#### [Work order]
Go to the line holding "c if c.is_control() =>" in the entries below and write out exactly every line down to and including the line holding "pub fn escape_ident(ident: &str)".
---- Input for this task
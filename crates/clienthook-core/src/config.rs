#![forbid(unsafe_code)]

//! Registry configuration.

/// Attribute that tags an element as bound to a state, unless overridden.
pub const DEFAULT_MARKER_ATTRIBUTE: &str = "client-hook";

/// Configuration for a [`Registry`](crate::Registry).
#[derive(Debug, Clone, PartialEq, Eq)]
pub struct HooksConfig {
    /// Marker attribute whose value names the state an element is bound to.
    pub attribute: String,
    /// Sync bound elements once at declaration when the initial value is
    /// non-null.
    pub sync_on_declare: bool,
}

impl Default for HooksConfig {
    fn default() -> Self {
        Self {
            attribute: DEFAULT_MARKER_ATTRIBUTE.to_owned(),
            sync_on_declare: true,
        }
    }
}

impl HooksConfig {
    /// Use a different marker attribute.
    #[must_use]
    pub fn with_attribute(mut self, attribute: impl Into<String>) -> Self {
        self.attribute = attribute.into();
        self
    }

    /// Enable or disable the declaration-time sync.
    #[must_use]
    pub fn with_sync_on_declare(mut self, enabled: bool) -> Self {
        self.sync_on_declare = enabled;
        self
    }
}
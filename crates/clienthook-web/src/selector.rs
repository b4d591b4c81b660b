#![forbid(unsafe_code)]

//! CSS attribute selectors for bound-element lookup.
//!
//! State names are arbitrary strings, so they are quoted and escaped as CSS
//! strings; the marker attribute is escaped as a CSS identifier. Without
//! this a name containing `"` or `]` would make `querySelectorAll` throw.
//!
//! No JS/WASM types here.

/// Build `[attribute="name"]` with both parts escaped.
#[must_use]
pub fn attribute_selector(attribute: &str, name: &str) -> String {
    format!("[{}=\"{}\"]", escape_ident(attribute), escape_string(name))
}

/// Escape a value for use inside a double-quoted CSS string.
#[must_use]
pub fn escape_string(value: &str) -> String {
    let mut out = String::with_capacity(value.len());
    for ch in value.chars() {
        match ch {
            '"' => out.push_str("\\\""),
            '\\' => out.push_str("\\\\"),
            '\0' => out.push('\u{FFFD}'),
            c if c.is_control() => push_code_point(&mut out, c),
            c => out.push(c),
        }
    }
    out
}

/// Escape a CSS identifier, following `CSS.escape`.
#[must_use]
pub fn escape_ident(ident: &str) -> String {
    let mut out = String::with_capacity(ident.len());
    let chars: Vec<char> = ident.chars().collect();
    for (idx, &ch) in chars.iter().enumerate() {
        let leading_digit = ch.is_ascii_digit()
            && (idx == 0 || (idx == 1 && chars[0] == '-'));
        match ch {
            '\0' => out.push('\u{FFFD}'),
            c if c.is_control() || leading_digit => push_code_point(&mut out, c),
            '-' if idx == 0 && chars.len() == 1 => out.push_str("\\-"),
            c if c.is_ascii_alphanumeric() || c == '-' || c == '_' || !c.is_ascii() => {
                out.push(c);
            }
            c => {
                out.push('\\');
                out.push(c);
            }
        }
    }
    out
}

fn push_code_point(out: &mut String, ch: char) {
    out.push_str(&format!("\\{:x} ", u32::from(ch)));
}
--------
#### [Written solution]
            c if c.is_control() => push_code_point(&mut out, c),
            c => out.push(c),
        }
    }
    out
}

/// Escape a CSS identifier, following `CSS.escape`.
#[must_use]
pub fn escape_ident(ident: &str) -> String {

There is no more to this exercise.